**Problem**
Write out again the entries from the first line to the line that includes "let name = name.trim().trim_start_matches('@');", keeping both of those lines.

[Opening Data section]

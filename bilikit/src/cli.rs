use std::path::PathBuf;

use bilikit_core::id::{extract_aid, extract_bvid};
use bilikit_core::VideoId;
use clap::{Parser, Subcommand};

#[derive(Parser, Debug)]
#[command(author, version, about = "Bilibili id conversion, mention controls and API calls")]
pub struct Cli {
    /// Path to a config file (TOML, YAML or JSON)
    #[arg(short = 'c', long, env = "BILIKIT_CONFIG_FILE")]
    pub config: Option<PathBuf>,

    /// Log every request and response body
    #[arg(short = 'd', long)]
    pub debug: bool,

    #[command(subcommand)]
    pub command: Command,
}

#[derive(Subcommand, Debug)]
pub enum Command {
    /// Convert an av id (`170001` or `av170001`) to its BV id
    Av2bv {
        #[arg(value_parser = parse_aid)]
        aid: i64,
    },

    /// Convert a BV id to its av id
    Bv2av { bvid: String },

    /// Print the mention control JSON for a dynamic's text
    Mentions {
        /// Post text; mentions are written `@name ` with a trailing space
        #[arg(short, long)]
        text: String,

        /// Mentioned user as `name=mid`, repeatable
        #[arg(short, long = "at", value_parser = parse_mention)]
        at: Vec<(String, i64)>,
    },

    /// Show a video's info (av id, BV id or video URL)
    Video {
        #[arg(value_parser = parse_video_id)]
        id: VideoId,
    },

    /// Show the logged-in account (needs `[auth]` in the config)
    Me,

    /// Log in by scanning a QR code with the mobile app
    Login {
        /// Seconds between status polls
        #[arg(long, default_value_t = 2)]
        interval: u64,
    },
}

fn parse_aid(s: &str) -> Result<i64, String> {
    match s.parse::<VideoId>() {
        Ok(VideoId::Aid(aid)) => Ok(aid),
        Ok(VideoId::Bvid(_)) => Err("expected an av id, got a BV id".to_string()),
        Err(e) => Err(e.to_string()),
    }
}

fn parse_mention(s: &str) -> Result<(String, i64), String> {
    let (name, mid) = s
        .split_once('=')
        .ok_or_else(|| format!("expected name=mid, got {s:?}"))?;
    let name = name.trim().trim_start_matches('@');
    if name.is_empty() {
        return Err(format!("empty name in {s:?}"));
    }
    let mid = mid
        .trim()
        .parse()
        .map_err(|e| format!("invalid mid in {s:?}: {e}"))?;
    Ok((name.to_string(), mid))
}

/// A bare id, or the first id found in a URL.
fn parse_video_id(s: &str) -> Result<VideoId, String> {
    if let Ok(id) = s.parse::<VideoId>() {
        return Ok(id);
    }
    extract_bvid(s)
        .map(VideoId::Bvid)
        .or_else(|| extract_aid(s).map(VideoId::Aid))
        .ok_or_else(|| format!("no video id in {s:?}"))
}

#[cfg(test)]
mod tests {
    use super::*;

    #[test]
    fn test_cli_definition() {
        use clap::CommandFactory;
        Cli::command().debug_assert();
    }

    #[test]
    fn test_parse_mentions_command() {
        let cli = Cli::try_parse_from([
            "bilikit",
            "mentions",
            "--text",
            "hi @bob ",
            "--at",
            "bob=3",
            "-a",
            "@carol=9",
        ])
        .unwrap();
        let Command::Mentions { text, at } = cli.command else {
            panic!("wrong command");
        };
        assert_eq!(text, "hi @bob ");
        assert_eq!(at, vec![("bob".to_string(), 3), ("carol".to_string(), 9)]);
    }

    #[test]
    fn test_global_flags() {
        let cli = Cli::try_parse_from(["bilikit", "-d", "-c", "bilikit.toml", "me"]).unwrap();
        assert!(cli.debug);
        assert_eq!(cli.config, Some(PathBuf::from("bilikit.toml")));
        assert!(matches!(cli.command, Command::Me));
    }

    #[test]
    fn test_parse_aid() {
        assert_eq!(parse_aid("170001"), Ok(170_001));
        assert_eq!(parse_aid("av170001"), Ok(170_001));
        assert!(parse_aid("BV17x411w7KC").is_err());
        assert!(parse_aid("abc").is_err());
    }

    #[test]
    fn test_parse_mention() {
        assert_eq!(parse_mention("bob=3"), Ok(("bob".to_string(), 3)));
        assert_eq!(parse_mention("@bob = 3"), Ok(("bob".to_string(), 3)));
        assert!(parse_mention("bob").is_err());
        assert!(parse_mention("=3").is_err());
        assert!(parse_mention("bob=x").is_err());
    }

    #[test]
    fn test_parse_video_id() {
        assert_eq!(parse_video_id("av170001"), Ok(VideoId::Aid(170_001)));
        assert_eq!(
            parse_video_id("https://www.bilibili.com/video/BV17x411w7KC?p=2"),
            Ok(VideoId::Bvid("BV17x411w7KC".to_string()))
        );
        assert_eq!(
            parse_video_id("https://www.bilibili.com/video/av170001/"),
            Ok(VideoId::Aid(170_001))
        );
        assert!(parse_video_id("https://www.bilibili.com/").is_err());
    }
}
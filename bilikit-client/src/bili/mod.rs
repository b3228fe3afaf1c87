//! Authenticated client

mod audio;
mod charge;
mod client;
mod dynamic;
mod fav;

pub use charge::CHARGE_BP_RANGE;
pub use client::BiliClient;
// bilikit core
//
// Pure, I/O-free pieces shared by the HTTP clients and the CLI.
//
// Architecture:
// - bilikit-core: identifier codec (av <-> BV), mention control parser
// - bilikit-client: transport, auth, endpoint wrappers (depends on this crate)
// - bilikit: command-line front end

pub mod codec;
pub mod error;
pub mod id;
pub mod mention;

pub use codec::{av_to_bv, bv_to_av};
pub use error::{CodecError, MentionError};
pub use id::VideoId;
pub use mention::{at_uids, mention_ctrl_json, parse_mentions, MentionControl, MENTION_KIND};
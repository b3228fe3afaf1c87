//! Live room payloads

use serde::{Deserialize, Serialize};

/// Room summary attached to a user's space info
#[derive(Debug, Clone, Default, PartialEq, Eq, Serialize, Deserialize)]
#[serde(default)]
pub struct LiveRoomInfoByMid {
    /// 0 no room, 1 has a room
    #[serde(rename = "roomStatus")]
    pub room_status: i32,
    #[serde(rename = "roundStatus")]
    pub round_status: i32,
    /// 0 offline, 1 live
    #[serde(rename = "liveStatus")]
    pub live_status: i32,
    pub url: String,
    pub title: String,
    pub cover: String,
    pub online: i64,
    /// Real room id
    pub roomid: i64,
    pub broadcast_type: i32,
}

#[derive(Debug, Clone, Default, PartialEq, Eq, Serialize, Deserialize)]
#[serde(default)]
pub struct LiveRoomInfoById {
    pub room_id: i64,
    pub short_id: i64,
    pub uid: i64,
    pub need_p2p: i32,
    pub is_hidden: bool,
    pub is_locked: bool,
    pub is_portrait: bool,
    pub live_status: i32,
    pub hidden_till: i64,
    pub lock_till: i64,
    pub encrypted: bool,
    pub pwd_verified: bool,
    /// -1 when offline
    pub live_time: i64,
    pub room_shield: i32,
    pub is_sp: i32,
    pub special_type: i32,
    pub all_special_types: Vec<i32>,
}

/// Danmaku websocket servers for a room
#[derive(Debug, Clone, Default, PartialEq, Serialize, Deserialize)]
#[serde(default)]
pub struct LiveWsConf {
    pub refresh_row_factor: f64,
    pub refresh_rate: i32,
    pub max_delay: i32,
    pub port: u16,
    pub host: String,
    pub host_server_list: Vec<LiveWsHost>,
    pub server_list: Vec<LiveWsServer>,
    pub token: String,
}

#[derive(Debug, Clone, Default, PartialEq, Eq, Serialize, Deserialize)]
#[serde(default)]
pub struct LiveWsHost {
    pub host: String,
    pub port: u16,
    pub wss_port: u16,
    pub ws_port: u16,
}

#[derive(Debug, Clone, Default, PartialEq, Eq, Serialize, Deserialize)]
#[serde(default)]
pub struct LiveWsServer {
    pub host: String,
    pub port: u16,
}

#[derive(Debug, Clone, Default, Deserialize)]
#[serde(default)]
pub(crate) struct SpaceAccInfo {
    pub live_room: Option<LiveRoomInfoByMid>,
}
#[tokio::test]
async fn test_publish_draft_reports_create_error() {
    let server = MockServer::start().await;
    Mock::given(method("POST"))
        .and(path("/dynamic_draft/v1/dynamic_draft/publish_now"))
        .and(body_string_contains("draft_id=8"))
        .respond_with(ok(json!({"dynamic_id": 0, "create_ec": 500_404})))
        .mount(&server)
        .await;

    let err = client(&server).dyna_publish_draft(8).await.unwrap_err();
    assert!(matches!(err, ClientError::Publish { code: 500_404 }));
}

#[tokio::test]
async fn test_create_draft_sends_request_json() {
    let server = MockServer::start().await;
    Mock::given(method("POST"))
        .and(path("/dynamic_draft/v1/dynamic_draft/add_draft"))
        .respond_with(ok(json!({"draft_id": 31})))
        .expect(1)
        .mount(&server)
        .await;

    let id = client(&server)
        .dyna_create_draft("@bob later", &at(&[("bob", 3)]), &[], 1_700_000_000)
        .await
        .unwrap();
    assert_eq!(id, 31);

    let requests = server.received_requests().await.unwrap();
    let body = form(&requests[0]);
    assert_eq!(body["publish_time"], "1700000000");
    let request: serde_json::Value = serde_json::from_str(&body["request"]).unwrap();
    assert_eq!(request["content"], "@bob later");
    assert_eq!(request["type"], 0);
    assert_eq!(request["at_uids"], "3");
}

#[tokio::test]
async fn test_with_account_keeps_given_account() {
    let server = MockServer::start().await;
    let me = Account {
        mid: 1,
        uname: "given".to_string(),
        ..Account::default()
    };
    let client = BiliClient::with_account(auth(), &config(&server), Some(me)).unwrap();
    assert_eq!(client.me().unwrap().uname, "given");
    assert!(server.received_requests().await.unwrap().is_empty());
}

#[tokio::test]
async fn test_fav_get_my_uses_cookie_mid() {
    let server = MockServer::start().await;
    Mock::given(method("GET"))
        .and(path("/x/v3/fav/folder/created/list-all"))
        .and(query_param("up_mid", "777"))
        .and(header("cookie", COOKIE))
        .respond_with(ok(json!({
            "count": 2,
            "list": [
                {"id": 1_052_622_077_i64, "fid": 10_526_220, "mid": 777, "title": "default", "media_count": 4},
                {"id": 1_052_622_177_i64, "fid": 10_526_221, "mid": 777, "title": "private", "attr": 1},
            ],
        })))
        .expect(1)
        .mount(&server)
        .await;

    let list = client(&server).fav_get_my().await.unwrap();
    assert_eq!(list.count, 2);
    assert_eq!(list.list[0].media_count, 4);
    assert_eq!(list.list[1].title, "private");
}

#[tokio::test]
async fn test_fav_move_res_sends_resource_strings() {
    let server = MockServer::start().await;
    Mock::given(method("POST"))
        .and(path("/x/v3/fav/resource/move"))
        .respond_with(ok(json!(0)))
        .expect(1)
        .mount(&server)
        .await;

    let resources = [
        FavRes { id: 21_822_819, kind: fav_res_type::VIDEO },
        FavRes { id: 15_664, kind: fav_res_type::AUDIO },
    ];
    client(&server).fav_move_res(10, 20, &resources).await.unwrap();

    let requests = server.received_requests().await.unwrap();
    let body = form(&requests[0]);
    assert_eq!(body["src_media_id"], "10");
    assert_eq!(body["tar_media_id"], "20");
    assert_eq!(body["mid"], "777");
    assert_eq!(body["resources"], "21822819:2,15664:12");
    assert_eq!(body["platform"], "web");
    assert_eq!(body["csrf"], "jct");
}

#[tokio::test]
async fn test_fav_add_returns_folder() {
    let server = MockServer::start().await;
    Mock::given(method("POST"))
        .and(path("/x/v3/fav/folder/add"))
        .and(body_string_contains("privacy=1"))
        .respond_with(ok(json!({"id": 1_052_622_277_i64, "title": "mine", "type": 11})))
        .expect(1)
        .mount(&server)
        .await;

    let folder = client(&server).fav_add("mine", "", true, "").await.unwrap();
    assert_eq!(folder.id, 1_052_622_277);
    assert_eq!(folder.kind, 11);
}

#[tokio::test]
async fn test_audio_state_queries_use_main_host() {
    let server = MockServer::start().await;
    Mock::given(method("GET"))
        .and(path("/audio/music-service-c/web/coin/audio"))
        .and(query_param("sid", "15664"))
        .and(header("cookie", COOKIE))
        .respond_with(ok(json!(2)))
        .expect(1)
        .mount(&server)
        .await;
    Mock::given(method("GET"))
        .and(path("/audio/music-service-c/web/collections/songs-coll"))
        .and(query_param("sid", "15664"))
        .respond_with(ok(json!(true)))
        .expect(1)
        .mount(&server)
        .await;

    let client = client(&server);
    assert_eq!(client.audio_is_coined(15_664).await.unwrap(), 2);
    assert!(client.audio_is_favored(15_664).await.unwrap());
}

#[tokio::test]
async fn test_charge_bp_form() {
    let server = MockServer::start().await;
    Mock::given(method("POST"))
        .and(path("/x/ugcpay/web/v2/trade/elec/pay/quick"))
        .respond_with(ok(json!({
            "mid": 777,
            "up_mid": 122541,
            "order_no": "ABCDEFG",
            "bp_num": "5",
            "exp": 5,
            "status": 4,
            "msg": "",
        })))
        .expect(1)
        .mount(&server)
        .await;

    let result = client(&server)
        .charge_trade_create_bp(5, 122_541, ChargeSource::Archive, 170_001)
        .await
        .unwrap();
    assert!(result.is_success());
    assert_eq!(result.order_no, "ABCDEFG");

    let requests = server.received_requests().await.unwrap();
    let body = form(&requests[0]);
    assert_eq!(body["bp_num"], "5");
    assert_eq!(body["is_bp_remains_prior"], "true");
    assert_eq!(body["up_mid"], "122541");
    assert_eq!(body["otype"], "archive");
    assert_eq!(body["oid"], "170001");
    assert_eq!(body["csrf"], "jct");
}

#[tokio::test]
async fn test_charge_amount_checked_before_request() {
    let server = MockServer::start().await;
    Mock::given(method("POST"))
        .respond_with(ok(json!({})))
        .expect(0)
        .mount(&server)
        .await;

    let err = client(&server)
        .charge_trade_create_qr_code(1, false, 122_541, ChargeSource::Up, 122_541)
        .await
        .unwrap_err();
    assert!(matches!(err, ClientError::InvalidArgument(_)));
}

#[tokio::test]
async fn test_charge_check_qr_code() {
    let server = MockServer::start().await;
    Mock::given(method("GET"))
        .and(path("/x/ugcpay/trade/elec/pay/order/status"))
        .and(query_param("qr_token", "tok"))
        .respond_with(ok(json!({"qr_token": "tok", "mid": 777, "status": 2})))
        .expect(1)
        .mount(&server)
        .await;

    let status = client(&server).charge_trade_check_qr_code("tok").await.unwrap();
    assert_eq!(status.status, 2);
    assert!(status.order_no.is_empty());
}

#[tokio::test]
async fn test_video_play_url_and_tags() {
    let server = MockServer::start().await;
    Mock::given(method("GET"))
        .and(path("/x/player/playurl"))
        .and(query_param("avid", "170001"))
        .and(query_param("cid", "279786"))
        .and(query_param("qn", "112"))
        .and(query_param("fnval", "16"))
        .and(header("cookie", COOKIE))
        .respond_with(ok(json!({
            "quality": 112,
            "accept_quality": [112, 80, 64],
            "dash": {"duration": 209, "video": [{"id": 112, "base_url": "https://v/112.m4s"}]},
        })))
        .expect(1)
        .mount(&server)
        .await;
    Mock::given(method("GET"))
        .and(path("/x/tag/archive/tags"))
        .and(query_param("aid", "170001"))
        .respond_with(ok(json!([{"tag_id": 1, "tag_name": "MV", "liked": 1}])))
        .expect(1)
        .mount(&server)
        .await;

    let client = client(&server);
    let play = client
        .video_get_play_url(170_001, 279_786, video_quality::Q1080P_PLUS, video_fnval::DASH)
        .await
        .unwrap();
    assert_eq!(play.quality, 112);
    assert_eq!(play.dash.unwrap().video[0].base_url, "https://v/112.m4s");

    let tags = client.video_get_tags(170_001).await.unwrap();
    assert_eq!(tags[0].liked, 1);
}
//! Anonymous client

mod audio;
mod client;
mod fav;

pub use client::CommClient;
use std::sync::Arc;

use tracing::Level;
use tracing_subscriber::{fmt, layer::SubscriberExt, util::SubscriberInitExt, EnvFilter};

use crate::config::{LogFormat, LoggingConfig};

/// Crates whose events follow the configured level; everything else stays at `warn`.
const OWN_CRATES: [&str; 3] = ["bilikit", "bilikit_core", "bilikit_client"];

/// Initialize logging based on configuration
///
/// `RUST_LOG` wins over the configured level when set. Output goes to stderr,
/// or is appended to `file_path` when one is configured.
pub fn init_logging(config: &LoggingConfig) -> anyhow::Result<()> {
    let env_filter = match EnvFilter::try_from_default_env() {
        Ok(filter) => filter,
        Err(_) => EnvFilter::try_new(default_directives(&config.level)?)?,
    };

    let registry = tracing_subscriber::registry().with(env_filter);

    let file = match &config.file_path {
        Some(path) => Some(Arc::new(
            std::fs::OpenOptions::new()
                .create(true)
                .append(true)
                .open(path)?,
        )),
        None => None,
    };

    match (config.format, file) {
        (LogFormat::Json, Some(file)) => registry
            .with(fmt::layer().json().with_target(true).with_writer(file))
            .try_init()?,
        (LogFormat::Json, None) => registry
            .with(
                fmt::layer()
                    .json()
                    .with_target(true)
                    .with_writer(std::io::stderr),
            )
            .try_init()?,
        (LogFormat::Pretty, Some(file)) => registry
            .with(fmt::layer().with_ansi(false).with_writer(file))
            .try_init()?,
        (LogFormat::Pretty, None) => registry
            .with(fmt::layer().pretty().with_writer(std::io::stderr))
            .try_init()?,
    }

    Ok(())
}

/// Filter directives for a configured level, e.g. `warn,bilikit=debug,...`.
fn default_directives(level: &str) -> anyhow::Result<String> {
    let level = parse_log_level(level)?.as_str().to_ascii_lowercase();
    let mut directives = vec![Level::WARN.as_str().to_ascii_lowercase()];
    directives.extend(OWN_CRATES.iter().map(|krate| format!("{krate}={level}")));
    Ok(directives.join(","))
}

/// Parse log level string to tracing Level
fn parse_log_level(level: &str) -> anyhow::Result<Level> {
    match level.to_lowercase().as_str() {
        "trace" => Ok(Level::TRACE),
        "debug" => Ok(Level::DEBUG),
        "info" => Ok(Level::INFO),
        "warn" | "warning" => Ok(Level::WARN),
        "error" => Ok(Level::ERROR),
        _ => Err(anyhow::anyhow!("Invalid log level: {level}")),
    }
}

#[cfg(test)]
mod tests {
    use super::*;

    #[test]
    fn test_parse_log_level() {
        assert_eq!(parse_log_level("trace").unwrap(), Level::TRACE);
        assert_eq!(parse_log_level("DEBUG").unwrap(), Level::DEBUG);
        assert_eq!(parse_log_level("info").unwrap(), Level::INFO);
        assert_eq!(parse_log_level("warning").unwrap(), Level::WARN);
        assert_eq!(parse_log_level("error").unwrap(), Level::ERROR);
        assert!(parse_log_level("verbose").is_err());
    }

    #[test]
    fn test_default_directives() {
        assert_eq!(
            default_directives("debug").unwrap(),
            "warn,bilikit=debug,bilikit_core=debug,bilikit_client=debug"
        );
        assert!(default_directives("loud").is_err());
    }

    #[test]
    fn test_directives_parse_as_filter() {
        let directives = default_directives("info").unwrap();
        assert!(EnvFilter::try_new(directives).is_ok());
    }
}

[Closing Data section]

**Exercise result**
filename bilikit/src/cli.rs
use std::path::PathBuf;

use bilikit_core::id::{extract_aid, extract_bvid};
use bilikit_core::VideoId;
use clap::{Parser, Subcommand};

#[derive(Parser, Debug)]
#[command(author, version, about = "Bilibili id conversion, mention controls and API calls")]
pub struct Cli {
    /// Path to a config file (TOML, YAML or JSON)
    #[arg(short = 'c', long, env = "BILIKIT_CONFIG_FILE")]
    pub config: Option<PathBuf>,

    /// Log every request and response body
    #[arg(short = 'd', long)]
    pub debug: bool,

    #[command(subcommand)]
    pub command: Command,
}

#[derive(Subcommand, Debug)]
pub enum Command {
    /// Convert an av id (`170001` or `av170001`) to its BV id
    Av2bv {
        #[arg(value_parser = parse_aid)]
        aid: i64,
    },

    /// Convert a BV id to its av id
    Bv2av { bvid: String },

    /// Print the mention control JSON for a dynamic's text
    Mentions {
        /// Post text; mentions are written `@name ` with a trailing space
        #[arg(short, long)]
        text: String,

        /// Mentioned user as `name=mid`, repeatable
        #[arg(short, long = "at", value_parser = parse_mention)]
        at: Vec<(String, i64)>,
    },

    /// Show a video's info (av id, BV id or video URL)
    Video {
        #[arg(value_parser = parse_video_id)]
        id: VideoId,
    },

    /// Show the logged-in account (needs `[auth]` in the config)
    Me,

    /// Log in by scanning a QR code with the mobile app
    Login {
        /// Seconds between status polls
        #[arg(long, default_value_t = 2)]
        interval: u64,
    },
}

fn parse_aid(s: &str) -> Result<i64, String> {
    match s.parse::<VideoId>() {
        Ok(VideoId::Aid(aid)) => Ok(aid),
        Ok(VideoId::Bvid(_)) => Err("expected an av id, got a BV id".to_string()),
        Err(e) => Err(e.to_string()),
    }
}

fn parse_mention(s: &str) -> Result<(String, i64), String> {
    let (name, mid) = s
        .split_once('=')
        .ok_or_else(|| format!("expected name=mid, got {s:?}"))?;
    let name = name.trim().trim_start_matches('@');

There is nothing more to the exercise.